10 hours ago

On Wednesday, 6 November 2024 at 16:38:40 UTC, Salih Dincer wrote:

>

In response to Andy and Matheus, I think implementing your own type might be a solution:

Oh, am I too hasty? There was already an s in the test environment, so I thought 2 overloads were unnecessary. I don't have a programmer or anything, my brother :)

In fact, it would be nice if there was an option to correct the threads we wrote on our forum. At least for a certain period of time.

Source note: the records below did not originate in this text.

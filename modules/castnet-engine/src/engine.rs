//! The engine entry point: one call = one continuation run.
//!
//! Everything stateful lives behind the injected store and source client, so
//! any number of engine instances (in any number of processes) can serve the
//! same job table.

use std::sync::Arc;

use tracing::info;

use castnet_common::{EngineConfig, Job, JobStatus};
use castnet_store::JobStore;
use scrapedeck_client::ScrapeDeckClient;

use crate::adapter::{idle_metrics, RunContext, RunOutcome, RunStatus};
use crate::adapters::{KeywordSearchAdapter, SimilarCreatorsAdapter};
use crate::dispatch::Dispatcher;
use crate::error::{EngineError, Result};
use crate::expansion::{KeywordExpander, ModifierExpander};
use crate::retry::RetryPolicy;
use crate::source::SourceClient;

pub struct SearchEngine {
    ctx: RunContext,
    dispatcher: Dispatcher,
}

impl SearchEngine {
    pub fn new(
        store: Arc<dyn JobStore>,
        source: Arc<dyn SourceClient>,
        expander: Arc<dyn KeywordExpander>,
        config: EngineConfig,
    ) -> Self {
        let dispatcher = Dispatcher::new(vec![
            Arc::new(KeywordSearchAdapter),
            Arc::new(SimilarCreatorsAdapter),
        ]);
        Self {
            ctx: RunContext {
                store,
                source,
                expander,
                config,
                retry: RetryPolicy::default(),
            },
            dispatcher,
        }
    }

    /// Build an engine against the real ScrapeDeck API with the modifier
    /// expander. A missing token is a configuration error, not a silent
    /// downgrade to a no-op source.
    pub fn with_scrapedeck(
        store: Arc<dyn JobStore>,
        token: Option<String>,
        config: EngineConfig,
    ) -> Result<Self> {
        let token = token
            .filter(|t| !t.is_empty())
            .ok_or_else(|| EngineError::Config("SCRAPEDECK_TOKEN is required".to_string()))?;
        Ok(Self::new(
            store,
            Arc::new(ScrapeDeckClient::new(token)),
            Arc::new(ModifierExpander),
            config,
        ))
    }

    pub fn with_retry(mut self, retry: RetryPolicy) -> Self {
        self.ctx.retry = retry;
        self
    }

    pub fn store(&self) -> &Arc<dyn JobStore> {
        &self.ctx.store
    }

    pub fn config(&self) -> &EngineConfig {
        &self.ctx.config
    }

    /// Insert a freshly submitted job.
    pub async fn submit(&self, job: &Job) -> Result<()> {
        self.ctx.store.create(job).await?;
        info!(job_id = %job.id, platform = %job.platform, mode = %job.mode, "Submitted search job");
        Ok(())
    }

    /// Execute one continuation run for `job_id`. Returns None for unknown
    /// ids; a terminal job short-circuits to its stored outcome without
    /// touching the source.
    pub async fn run(&self, job_id: &str) -> Result<Option<RunOutcome>> {
        let Some(job) = self.ctx.store.load(job_id).await? else {
            info!(job_id, "Skipping run for unknown job");
            return Ok(None);
        };

        if job.status.is_terminal() {
            info!(job_id, status = %job.status, "Job already finalized");
            let status = if job.status == JobStatus::Completed {
                RunStatus::Completed
            } else {
                RunStatus::Error
            };
            return Ok(Some(RunOutcome {
                status,
                processed_results: job.processed_results,
                cursor: job.cursor,
                has_more: false,
                metrics: idle_metrics(),
            }));
        }

        let adapter = self.dispatcher.select(&job)?;
        let job = self.ctx.store.mark_processing(job_id).await?;
        info!(
            job_id,
            adapter = adapter.name(),
            run_number = job.processed_runs + 1,
            "Dispatching search run"
        );
        adapter.run(&job, &self.ctx).await.map(Some)
    }
}
//! Keyword-search runner.
//!
//! Each run takes a slice of not-yet-processed query keywords (falling back
//! to expansion once the originals are used up), fetches them concurrently,
//! and folds every batch into the stored result set as it completes. Failed
//! keywords are not marked processed, so a later run retries them.

use std::collections::HashSet;
use std::sync::Arc;

use async_trait::async_trait;
use chrono::Utc;
use futures::StreamExt;
use serde_json::json;
use tracing::{info, warn};

use castnet_common::{
    progress_pct, BatchStat, ContinuationState, Creator, Job, JobStatus, RunMetrics, SearchMode,
};
use castnet_store::{identity_key, CounterWrite, ProgressUpdate};

use crate::adapter::{finalize_completed, idle_metrics, ProviderAdapter, RunContext, RunOutcome, RunStatus};
use crate::adapters::unit_stream;
use crate::continuation::{pre_run_stop, remaining_budget, wants_more, StopReason};
use crate::error::{EngineError, Result};
use crate::expansion::expand_with_fallback;
use crate::ledger::CostLedger;
use crate::normalize::normalize_profile;

pub struct KeywordSearchAdapter;

/// Original keywords not yet sent upstream, in submission order.
fn pending_keywords(keywords: &[String], processed: &[String], cap: usize) -> Vec<String> {
    let processed: HashSet<String> = processed.iter().map(|k| k.trim().to_lowercase()).collect();
    keywords
        .iter()
        .filter(|k| !processed.contains(&k.trim().to_lowercase()))
        .take(cap)
        .cloned()
        .collect()
}

#[async_trait]
impl ProviderAdapter for KeywordSearchAdapter {
    fn name(&self) -> &'static str {
        "keyword-search"
    }

    fn matches(&self, job: &Job) -> bool {
        job.mode == SearchMode::KeywordSearch && !job.keywords.is_empty()
    }

    async fn run(&self, job: &Job, ctx: &RunContext) -> Result<RunOutcome> {
        let run_number = job.processed_runs as u32 + 1;
        let (mut processed_keywords, page) = match &job.search_params.state {
            ContinuationState::KeywordSearch { processed_keywords, page } => {
                (processed_keywords.clone(), *page)
            }
            _ => {
                return Err(EngineError::StateMismatch {
                    job_id: job.id.clone(),
                    expected: "keyword_search",
                })
            }
        };

        if let Some(reason) = pre_run_stop(job, &ctx.config, run_number) {
            return finalize_completed(&job.id, reason, idle_metrics(), ctx).await;
        }

        let limits = ctx.config.limits(job.platform);
        let used = job.search_params.api_calls_used;
        let remaining = remaining_budget(used, limits);
        if remaining <= 0 {
            ctx.store
                .complete(
                    &job.id,
                    JobStatus::Error,
                    Some(format!(
                        "api call budget exhausted ({used}/{} calls)",
                        limits.max_api_calls
                    )),
                )
                .await?;
            return Err(EngineError::BudgetExhausted {
                job_id: job.id.clone(),
                used,
                limit: limits.max_api_calls,
            });
        }

        let mut work = pending_keywords(&job.keywords, &processed_keywords, ctx.config.keywords_per_run);
        if work.is_empty() {
            // matches() guarantees at least one original keyword to seed from.
            work = expand_with_fallback(
                ctx.expander.as_ref(),
                &job.keywords[0],
                &processed_keywords,
                ctx.config.keywords_per_run,
            )
            .await;
        }
        if work.is_empty() {
            return finalize_completed(&job.id, StopReason::KeywordsExhausted, idle_metrics(), ctx)
                .await;
        }
        work.truncate(remaining as usize);

        info!(
            job_id = %job.id,
            run_number,
            page,
            unit_count = work.len(),
            "Starting keyword search run"
        );

        let mut metrics = RunMetrics::started(Utc::now());
        let mut ledger = CostLedger::seeded(job.search_params.total_cost_usd);
        let provider = ctx.source.provider();

        let platform = job.platform;
        let limit = ctx.config.batch_limit;
        let fetch = |keyword: String| {
            let source = Arc::clone(&ctx.source);
            let retry = ctx.retry;
            async move {
                retry
                    .run_counted("search_creators", || {
                        source.search_creators(platform, &keyword, page, limit)
                    })
                    .await
            }
        };
        let mut stream = unit_stream(work, ctx.config.fetch_fan_out, fetch);

        let mut stored_total = job.processed_results;
        let mut run_new = 0i64;
        let mut upstream_has_more = false;
        let mut succeeded: Vec<String> = Vec::new();
        let mut failures: Vec<String> = Vec::new();

        while let Some(unit) = stream.next().await {
            metrics.api_calls += unit.attempts;
            match unit.outcome {
                Ok(batch) => {
                    if let Some(cost) = batch.cost {
                        ledger.add_cost(
                            provider,
                            "compute_unit",
                            cost.quantity,
                            cost.unit_cost_usd,
                            cost.reported_total_usd,
                            Some(unit.unit.clone()),
                        );
                    }
                    upstream_has_more |= batch.has_more;
                    let creators: Vec<Creator> = batch
                        .items
                        .iter()
                        .filter_map(|raw| normalize_profile(platform, raw, provider, Some(&unit.unit)))
                        .collect();
                    metrics.batches.push(BatchStat {
                        index: unit.index,
                        size: creators.len() as u32,
                        duration_ms: unit.duration_ms,
                    });
                    if !creators.is_empty() {
                        let outcome = ctx.store.merge_creators(&job.id, creators, &identity_key).await?;
                        stored_total = outcome.total;
                        run_new += outcome.new_count;
                    }
                    succeeded.push(unit.unit);
                }
                Err(e) => {
                    warn!(job_id = %job.id, keyword = %unit.unit, error = %e, "Keyword fetch failed");
                    metrics.batches.push(BatchStat {
                        index: unit.index,
                        size: 0,
                        duration_ms: unit.duration_ms,
                    });
                    failures.push(format!("{}: {e:#}", unit.unit));
                }
            }
        }

        metrics.finished_at = Some(Utc::now());
        metrics.cost_entries = ledger.entries().to_vec();
        metrics.total_cost_usd = ledger.run_total_usd();

        if succeeded.is_empty() {
            ctx.store.record_benchmark(&job.id, &metrics).await?;
            ctx.store
                .complete(&job.id, JobStatus::Error, Some(failures.join("; ")))
                .await?;
            return Ok(RunOutcome {
                status: RunStatus::Error,
                processed_results: stored_total,
                cursor: job.cursor,
                has_more: false,
                metrics,
            });
        }

        let streak = if run_new > 0 {
            0
        } else {
            job.search_params.consecutive_empty_runs + 1
        };
        processed_keywords.extend(succeeded);
        let next_page = page + 1;
        let state = ContinuationState::KeywordSearch { processed_keywords, page: next_page };

        ctx.store
            .record_progress(
                &job.id,
                ProgressUpdate {
                    processed_runs: Some(CounterWrite::Delta(1)),
                    processed_results: None,
                    cursor: Some(next_page as i64),
                    progress: Some(progress_pct(stored_total, job.target_results)),
                    search_params_patch: Some(json!({
                        "consecutive_empty_runs": streak,
                        "state": state,
                    })),
                },
            )
            .await?;
        let job_after = ctx.store.record_benchmark(&job.id, &metrics).await?;

        info!(
            job_id = %job.id,
            run_number,
            new_creators = run_new,
            total = stored_total,
            run_cost_usd = ledger.run_total_usd(),
            job_cost_usd = ledger.job_total_usd(),
            upstream_has_more,
            failed_units = failures.len(),
            "Keyword search run finished"
        );

        if !wants_more(job_after.target_reached(), run_number, streak, false, &ctx.config) {
            let reason = if job_after.target_reached() {
                StopReason::TargetReached
            } else if streak >= ctx.config.max_consecutive_empty_runs {
                StopReason::ConsecutiveEmptyRuns
            } else {
                StopReason::MaxRunsReached
            };
            return finalize_completed(&job.id, reason, metrics, ctx).await;
        }

        Ok(RunOutcome {
            status: RunStatus::Partial,
            processed_results: job_after.processed_results,
            cursor: job_after.cursor,
            has_more: true,
            metrics,
        })
    }
}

Here is the latest code that works:

void main()
{
  Short foo = { 21 };

  foo *= -1;

  foo = foo * -2;
  assert(foo.s == 42);
}

struct Short
{
  short s;

  auto opBinary(string op: "*")(int rhs)
  {
    auto result = s * rhs;
    return Short(cast(short)result);
  }

  void opOpAssign(string op: "*")(int rhs)
  {
    s *= rhs;
  }
}

SDB@79


8 hours ago
On Wednesday, 6 November 2024 at 16:48:54 UTC, Salih Dincer wrote:
> On Wednesday, 6 November 2024 at 16:38:40 UTC, Salih Dincer wrote:
>> In response to Andy and Matheus, I think implementing your own type might be a solution:
>
> ...
>

Thanks for the info and the code.

Matheus.
8 hours ago
On Wednesday, 6 November 2024 at 16:27:22 UTC, Dennis wrote:
> On Wednesday, 6 November 2024 at 11:51:41 UTC, Matheus wrote:
>> Shouldn't these two act the same?
>
> That would make sense, but you wouldn't make a special case just for that specific expression, and it's hard to find a good rule that generalizes to all expressions.

I thought that internally:

i *= -1;

Would be expanded as:

i = i * -1;

And from the expanded version it would generate the same Assembly/Machine Code and follow the same rules.

Thanks,

Matheus.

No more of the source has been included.